Marooning
Pirates were known for their cruelty, even if it is not always proven that many of them actually carried it out. But one of the pirates' practices that was actually the marooning. In fact, this form of punishment was so common among the Brethren of the Coast that they themselves were often referred to as marooners since the early 18th century.
Marooned by Howard Pyle, 1909 (x)
The victim, often enough a backslider from among the pirates guilty of some repeat offense, was placed upon some deserted spit of sand or island where neighter food nor water was available. Sandbanks were more popular, however, because the victim could no longer get down there and his end was in sight more quickly than if he were stuck on an island. Traditionally left with a bottle of water, a biscuit, and a pistole carrying a single charge and one ball.

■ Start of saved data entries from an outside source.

//! Wrap-on-return policy for producer classes
//!
//! A producer class is registered with a [`ProducerPolicy`]. The aspect's
//! advisor intercepts every non-void method of a producer and replaces the
//! object it returns by a proxy carrying the advisors that apply to the
//! returned object's class.
//!
//! ```rust,ignore
//! let producers = ProxyProducerAspect::new(registry, machine, copier, ProducerDefaults::default());
//! producers.register_producer(
//!     &factory_class,
//!     ProducerPolicy::default().exclude_when("build_raw", "is_raw"),
//! );
//! registry.register(producers.advisor());
//! ```

use std::fmt;
use std::sync::{Arc, Weak};

use dashmap::DashMap;
use rustc_hash::FxHashMap;

use crate::aop::{Advisor, JoinPoint, Pointcut};
use crate::config::ProducerDefaults;
use crate::error::{InvocationError, InvocationResult};
use crate::model::{Class, ClassId, MethodInfo, Object, TypeInfo, Value};
use crate::proxy::{is_proxy, FieldCopier, ProxyMachine};

use super::AdvisorRegistry;

/// Name of the advisor returned by [`ProxyProducerAspect::advisor`]
pub const PRODUCER_ADVISOR: &str = "proxy-producer";

/// Per-method opt-out from wrapping
#[derive(Debug, Clone, PartialEq, Eq)]
pub enum Exclusion {
    /// Never wrap values returned by this method; the method is not intercepted
    Always,
    /// Skip wrapping when the named method returns `true` for the call's arguments
    ///
    /// An empty name always skips.
    When(String),
}

/// Wrapping settings for one producer class
#[derive(Debug, Clone)]
pub struct ProducerPolicy {
    use_field_copying: bool,
    use_copy_constructor: bool,
    target_types: Vec<TypeInfo>,
    exclusions: FxHashMap<String, Exclusion>,
}

impl ProducerPolicy {
    /// Start from configured defaults
    pub fn new(defaults: ProducerDefaults) -> Self {
        Self {
            use_field_copying: defaults.use_field_copying,
            use_copy_constructor: defaults.use_copy_constructor,
            target_types: Vec::new(),
            exclusions: FxHashMap::default(),
        }
    }

    pub fn use_field_copying(mut self, enabled: bool) -> Self {
        self.use_field_copying = enabled;
        self
    }

    pub fn use_copy_constructor(mut self, enabled: bool) -> Self {
        self.use_copy_constructor = enabled;
        self
    }

    /// Only wrap values assignable to one of the target types
    pub fn target_type(mut self, type_info: TypeInfo) -> Self {
        self.target_types.push(type_info);
        self
    }

    /// Never intercept `method`
    pub fn exclude_always(mut self, method: impl Into<String>) -> Self {
        self.exclusions.insert(method.into(), Exclusion::Always);
        self
    }

    /// Skip wrapping for `method` when `filter` returns `true`
    pub fn exclude_when(mut self, method: impl Into<String>, filter: impl Into<String>) -> Self {
        self.exclusions
            .insert(method.into(), Exclusion::When(filter.into()));
        self
    }

    /// Exclusion declared for a method
    pub fn exclusion(&self, method: &str) -> Option<&Exclusion> {
        self.exclusions.get(method)
    }

    fn accepts_target(&self, value: &Value) -> bool {
        self.target_types.is_empty() || self.target_types.iter().any(|t| t.accepts(value))
    }
}

impl Default for ProducerPolicy {
    fn default() -> Self {
        Self::new(ProducerDefaults::default())
    }
}

type ProducerMap = DashMap<ClassId, Arc<ProducerPolicy>>;

/// Policy of the nearest registered producer in `class`'s ancestry
fn producer_policy(producers: &ProducerMap, class: &Class) -> Option<Arc<ProducerPolicy>> {
    let mut current = Some(class);
    while let Some(class) = current {
        if let Some(policy) = producers.get(&class.id()) {
            return Some(Arc::clone(&*policy));
        }
        current = class.parent().map(|p| &**p);
    }
    None
}

/// Selects non-void, not always-excluded methods of producer classes
struct ProducerPointcut {
    producers: Arc<ProducerMap>,
}

impl Pointcut for ProducerPointcut {
    fn matches(&self, method: &MethodInfo, class: &Class) -> bool {
        if method.return_type.is_void() {
            return false;
        }
        producer_policy(&self.producers, class)
            .map(|policy| policy.exclusion(&method.name) != Some(&Exclusion::Always))
            .unwrap_or(false)
    }

    fn matches_class(&self, class: &Class) -> bool {
        producer_policy(&self.producers, class).is_some()
    }
}

struct ProducerState {
    producers: Arc<ProducerMap>,
    registry: Arc<AdvisorRegistry>,
    machine: Arc<dyn ProxyMachine>,
    copier: Arc<FieldCopier>,
}

impl ProducerState {
    fn wrap_return(&self, join_point: &JoinPoint) -> InvocationResult<Value> {
        let value = join_point.proceed()?;
        if is_proxy(&value) {
            return Ok(value);
        }
        let produced = match value.as_object() {
            Some(obj) => obj.clone(),
            None => return Ok(value),
        };
        let policy = match producer_policy(&self.producers, join_point.this().class()) {
            Some(policy) => policy,
            None => return Ok(value),
        };
        if !policy.accepts_target(&value) {
            return Ok(value);
        }
        match policy.exclusion(&join_point.signature().name) {
            Some(Exclusion::Always) => return Ok(value),
            Some(Exclusion::When(filter)) => {
                if filter.is_empty() || self.excluded_by(join_point, filter)? {
                    return Ok(value);
                }
            }
            None => {}
        }

        let advisors = self.registry.advisors_for(produced.class());
        if advisors.is_empty() {
            return Ok(value);
        }
        let proxy = self
            .machine
            .create(&produced, &advisors, policy.use_copy_constructor, false)?;
        if policy.use_field_copying {
            self.copier.copy(&produced, &proxy)?;
        }
        Ok(Value::Object(proxy))
    }

    /// Run the exclusion filter on the receiver with the call's arguments
    fn excluded_by(&self, join_point: &JoinPoint, filter: &str) -> InvocationResult<bool> {
        let receiver: &Object = join_point.this();
        let method = receiver
            .class()
            .method(filter)
            .ok_or_else(|| InvocationError::NoSuchMethod {
                class: receiver.class().name().to_string(),
                method: filter.to_string(),
            })?;
        if method.parameter_types() != join_point.signature().parameter_types() {
            return Err(InvocationError::IllegalArgument {
                method: filter.to_string(),
                reason: format!(
                    "parameters must match those of {}",
                    join_point.signature().name
                ),
            });
        }
        match receiver.invoke(filter, join_point.args())? {
            Value::Bool(excluded) => Ok(excluded),
            other => Err(InvocationError::IllegalArgument {
                method: filter.to_string(),
                reason: format!("expected a boolean result, got {}", other.type_name()),
            }),
        }
    }
}

/// Aspect wrapping objects returned by registered producer classes
pub struct ProxyProducerAspect {
    state: Arc<ProducerState>,
    defaults: ProducerDefaults,
}

impl ProxyProducerAspect {
    /// Create the aspect with no producers registered
    pub fn new(
        registry: Arc<AdvisorRegistry>,
        machine: Arc<dyn ProxyMachine>,
        copier: Arc<FieldCopier>,
        defaults: ProducerDefaults,
    ) -> Self {
        Self {
            state: Arc::new(ProducerState {
                producers: Arc::new(DashMap::new()),
                registry,
                machine,
                copier,
            }),
            defaults,
        }
    }

    /// Policy preloaded with the configured defaults
    pub fn policy(&self) -> ProducerPolicy {
        ProducerPolicy::new(self.defaults)
    }

    /// Mark `class` and its subclasses as producers
    ///
    /// Register producers before their class is first proxied; advisor
    /// selection is cached per class.
    pub fn register_producer(&self, class: &Class, policy: ProducerPolicy) {
        tracing::debug!(class = class.name(), "registered proxy producer");
        self.state
            .producers
            .insert(class.id(), Arc::new(policy));
    }

    /// Whether `class` or one of its ancestors is a registered producer
    pub fn is_producer(&self, class: &Class) -> bool {
        producer_policy(&self.state.producers, class).is_some()
    }

    /// Proceed with the call and wrap the returned object if the policy allows
    pub fn wrap_return(&self, join_point: &JoinPoint) -> InvocationResult<Value> {
        self.state.wrap_return(join_point)
    }

    /// The around advisor implementing this aspect
    ///
    /// The advisor holds the aspect weakly; once the aspect is dropped it
    /// simply proceeds.
    pub fn advisor(&self) -> Advisor {
        let state: Weak<ProducerState> = Arc::downgrade(&self.state);
        let pointcut = ProducerPointcut {
            producers: Arc::clone(&self.state.producers),
        };
        Advisor::around(PRODUCER_ADVISOR, pointcut, move |join_point: &JoinPoint| {
            match state.upgrade() {
                Some(state) => state.wrap_return(join_point),
                None => join_point.proceed(),
            }
        })
    }
}

impl fmt::Debug for ProxyProducerAspect {
    fn fmt(&self, f: &mut fmt::Formatter<'_>) -> fmt::Result {
        f.debug_struct("ProxyProducerAspect")
            .field("producers", &self.state.producers.len())
            .field("defaults", &self.defaults)
            .finish()
    }
}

The Caribbean abounds with tales of discovery involving lonely cays and the remains of such unfortunates, one skeletal hand still clutching the pistol used to end the unbearable pain and blackness of despair.
But there were also some who survived, such as Alexander Selkirk (probably the model for Robinson Crusoe), who was abandoned in 1704. He was a member of Captain William Dampier's crew and when he fell out with him, he was transferred to one of the Cinque Port's belligerent ships. But here too he quarreled with his captain and even tried to start a mutiny, if you can call persuading the crew to stay on the island a mutiny. As punishment he was simply left behind. The island itself had enough resources for him to survive and he was rescued in 1709.
One case even describes that not only pirates made use of marooning. In 1725, Dutchman Leendert Hasenbosch was marooned on Ascension Island in the South Atlantic Ocean for sodomy by the Dutch East India Company (VOC) for whom he had worked on board a ship as a clerk. Only a year later, British sailors found his tent and a diary which he had kept. They did not find him, but suspected that he had died of thirst.
Sodomy punish'd" Being a true and exact relation of what happened to one Leondert Hussenlosch, a Dutch man, who by command of the Dutch fleet, was put on shore on the desolate island of Ascention, 1726 (x)
The diary was published under the title "Sodomy punish'd" Being a true and exact relation of what happened to one Leondert Hussenlosch, a Dutch man, who by command of the Dutch fleet, was put on shore on the desolate island of Ascention.
So as you can see, it's not a nice punishment and not one that can only be attributed to the pirates, even though they probably used it more than anyone else.